ACTIVITY: The required result is a copy of each line below in which "WalkDir" appears.

DATASET RECORDS:
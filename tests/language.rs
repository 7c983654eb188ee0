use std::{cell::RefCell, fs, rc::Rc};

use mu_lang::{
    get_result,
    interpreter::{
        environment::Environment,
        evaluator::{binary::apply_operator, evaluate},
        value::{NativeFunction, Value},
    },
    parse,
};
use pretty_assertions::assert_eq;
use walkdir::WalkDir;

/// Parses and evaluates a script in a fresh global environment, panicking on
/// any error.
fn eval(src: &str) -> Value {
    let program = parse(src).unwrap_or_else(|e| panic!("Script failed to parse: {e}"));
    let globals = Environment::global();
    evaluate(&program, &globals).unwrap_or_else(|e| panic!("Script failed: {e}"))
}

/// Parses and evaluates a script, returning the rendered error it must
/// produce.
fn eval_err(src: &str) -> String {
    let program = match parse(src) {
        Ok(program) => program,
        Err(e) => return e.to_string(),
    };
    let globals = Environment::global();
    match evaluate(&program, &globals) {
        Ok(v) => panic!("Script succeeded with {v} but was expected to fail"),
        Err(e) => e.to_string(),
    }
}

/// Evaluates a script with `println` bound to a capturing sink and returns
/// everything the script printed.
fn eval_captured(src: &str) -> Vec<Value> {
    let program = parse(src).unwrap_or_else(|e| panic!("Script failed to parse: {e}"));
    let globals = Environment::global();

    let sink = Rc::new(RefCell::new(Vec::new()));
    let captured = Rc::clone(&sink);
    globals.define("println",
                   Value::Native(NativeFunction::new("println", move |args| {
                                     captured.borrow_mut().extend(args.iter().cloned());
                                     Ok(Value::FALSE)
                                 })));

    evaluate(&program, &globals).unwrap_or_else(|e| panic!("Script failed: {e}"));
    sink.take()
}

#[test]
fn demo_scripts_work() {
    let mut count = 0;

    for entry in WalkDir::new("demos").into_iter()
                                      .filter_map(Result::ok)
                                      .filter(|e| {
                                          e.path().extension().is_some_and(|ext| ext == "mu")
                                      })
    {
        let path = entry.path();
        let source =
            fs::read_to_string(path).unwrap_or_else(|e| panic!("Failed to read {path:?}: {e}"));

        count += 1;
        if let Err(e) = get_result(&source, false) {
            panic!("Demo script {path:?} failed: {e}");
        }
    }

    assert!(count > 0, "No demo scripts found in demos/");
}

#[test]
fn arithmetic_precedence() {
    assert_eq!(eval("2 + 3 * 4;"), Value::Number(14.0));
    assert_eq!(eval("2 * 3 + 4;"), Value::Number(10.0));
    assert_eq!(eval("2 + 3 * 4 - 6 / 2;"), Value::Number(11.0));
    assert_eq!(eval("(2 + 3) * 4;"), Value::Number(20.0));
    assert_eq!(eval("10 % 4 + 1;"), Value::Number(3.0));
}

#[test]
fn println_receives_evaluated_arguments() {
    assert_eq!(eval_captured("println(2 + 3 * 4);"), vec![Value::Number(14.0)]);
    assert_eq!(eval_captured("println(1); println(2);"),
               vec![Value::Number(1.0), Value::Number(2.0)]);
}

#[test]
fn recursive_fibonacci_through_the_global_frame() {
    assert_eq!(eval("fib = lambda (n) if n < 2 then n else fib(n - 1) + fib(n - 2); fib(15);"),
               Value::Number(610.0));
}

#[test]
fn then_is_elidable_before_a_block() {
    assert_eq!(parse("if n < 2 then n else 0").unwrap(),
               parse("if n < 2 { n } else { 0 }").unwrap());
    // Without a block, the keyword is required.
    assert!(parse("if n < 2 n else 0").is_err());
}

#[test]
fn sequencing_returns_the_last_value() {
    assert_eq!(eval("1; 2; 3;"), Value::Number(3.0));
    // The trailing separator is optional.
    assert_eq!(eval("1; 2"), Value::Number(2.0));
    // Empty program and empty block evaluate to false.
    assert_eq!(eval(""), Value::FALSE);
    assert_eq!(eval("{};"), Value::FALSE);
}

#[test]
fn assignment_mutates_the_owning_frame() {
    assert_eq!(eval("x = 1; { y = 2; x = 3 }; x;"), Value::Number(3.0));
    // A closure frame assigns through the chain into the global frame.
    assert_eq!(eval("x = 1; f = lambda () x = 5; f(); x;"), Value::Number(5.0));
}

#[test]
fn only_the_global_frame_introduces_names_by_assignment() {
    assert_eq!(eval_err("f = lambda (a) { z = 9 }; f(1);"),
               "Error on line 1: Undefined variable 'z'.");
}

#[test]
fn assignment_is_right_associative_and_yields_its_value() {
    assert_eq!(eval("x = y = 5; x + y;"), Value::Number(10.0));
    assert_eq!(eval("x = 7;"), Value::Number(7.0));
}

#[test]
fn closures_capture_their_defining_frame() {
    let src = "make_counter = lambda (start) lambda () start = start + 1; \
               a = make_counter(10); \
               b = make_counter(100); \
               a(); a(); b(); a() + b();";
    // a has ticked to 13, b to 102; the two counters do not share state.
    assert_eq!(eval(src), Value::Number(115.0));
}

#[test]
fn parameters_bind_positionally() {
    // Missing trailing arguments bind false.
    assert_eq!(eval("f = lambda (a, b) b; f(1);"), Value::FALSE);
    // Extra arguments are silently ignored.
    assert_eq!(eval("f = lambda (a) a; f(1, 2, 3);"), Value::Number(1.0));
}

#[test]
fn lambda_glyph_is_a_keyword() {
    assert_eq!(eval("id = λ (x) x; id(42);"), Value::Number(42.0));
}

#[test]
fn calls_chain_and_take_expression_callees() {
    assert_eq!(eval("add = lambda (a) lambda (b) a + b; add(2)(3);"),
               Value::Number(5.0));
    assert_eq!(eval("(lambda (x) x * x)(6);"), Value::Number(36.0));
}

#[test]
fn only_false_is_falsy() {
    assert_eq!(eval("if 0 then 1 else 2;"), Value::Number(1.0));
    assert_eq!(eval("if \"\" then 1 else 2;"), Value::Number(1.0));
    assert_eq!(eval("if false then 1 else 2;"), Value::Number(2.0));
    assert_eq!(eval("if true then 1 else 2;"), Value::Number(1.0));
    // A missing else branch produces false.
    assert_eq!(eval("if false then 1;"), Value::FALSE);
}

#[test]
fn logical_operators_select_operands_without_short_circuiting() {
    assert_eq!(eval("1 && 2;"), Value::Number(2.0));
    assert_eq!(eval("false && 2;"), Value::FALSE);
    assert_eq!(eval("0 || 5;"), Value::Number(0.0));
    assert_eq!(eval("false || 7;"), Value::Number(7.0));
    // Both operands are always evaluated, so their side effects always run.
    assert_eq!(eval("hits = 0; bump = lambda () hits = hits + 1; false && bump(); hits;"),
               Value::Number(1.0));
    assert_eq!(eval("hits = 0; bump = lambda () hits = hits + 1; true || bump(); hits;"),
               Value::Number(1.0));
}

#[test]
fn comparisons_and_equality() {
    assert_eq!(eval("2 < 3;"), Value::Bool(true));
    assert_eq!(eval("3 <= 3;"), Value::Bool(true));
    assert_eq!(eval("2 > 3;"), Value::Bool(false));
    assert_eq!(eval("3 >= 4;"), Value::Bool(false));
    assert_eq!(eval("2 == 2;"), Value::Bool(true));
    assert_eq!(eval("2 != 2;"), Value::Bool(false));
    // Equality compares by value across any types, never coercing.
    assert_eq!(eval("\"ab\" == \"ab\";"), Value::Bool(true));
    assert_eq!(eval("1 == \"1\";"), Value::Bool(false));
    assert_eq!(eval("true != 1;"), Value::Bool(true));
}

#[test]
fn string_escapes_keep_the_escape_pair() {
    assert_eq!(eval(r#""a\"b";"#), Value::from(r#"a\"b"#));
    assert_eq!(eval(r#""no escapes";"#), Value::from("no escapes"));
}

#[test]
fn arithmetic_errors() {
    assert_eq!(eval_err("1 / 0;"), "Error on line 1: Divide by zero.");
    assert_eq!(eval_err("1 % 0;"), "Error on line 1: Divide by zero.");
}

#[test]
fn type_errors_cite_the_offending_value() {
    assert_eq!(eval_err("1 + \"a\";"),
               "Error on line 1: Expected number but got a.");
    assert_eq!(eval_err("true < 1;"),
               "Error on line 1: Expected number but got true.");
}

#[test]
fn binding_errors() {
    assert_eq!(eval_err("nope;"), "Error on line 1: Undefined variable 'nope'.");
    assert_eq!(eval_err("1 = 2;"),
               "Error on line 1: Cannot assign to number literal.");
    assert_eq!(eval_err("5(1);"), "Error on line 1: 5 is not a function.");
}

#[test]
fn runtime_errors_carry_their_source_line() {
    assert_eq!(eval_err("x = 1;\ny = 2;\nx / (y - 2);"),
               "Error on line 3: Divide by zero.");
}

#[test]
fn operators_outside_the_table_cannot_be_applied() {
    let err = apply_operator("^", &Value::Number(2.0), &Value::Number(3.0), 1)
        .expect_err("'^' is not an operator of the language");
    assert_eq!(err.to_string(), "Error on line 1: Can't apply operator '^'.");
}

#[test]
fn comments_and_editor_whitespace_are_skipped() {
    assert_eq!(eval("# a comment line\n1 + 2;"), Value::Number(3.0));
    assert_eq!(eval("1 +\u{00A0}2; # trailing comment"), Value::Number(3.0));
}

ANSWER TO THIS TASK:
use walkdir::WalkDir;
    for entry in WalkDir::new("demos").into_iter()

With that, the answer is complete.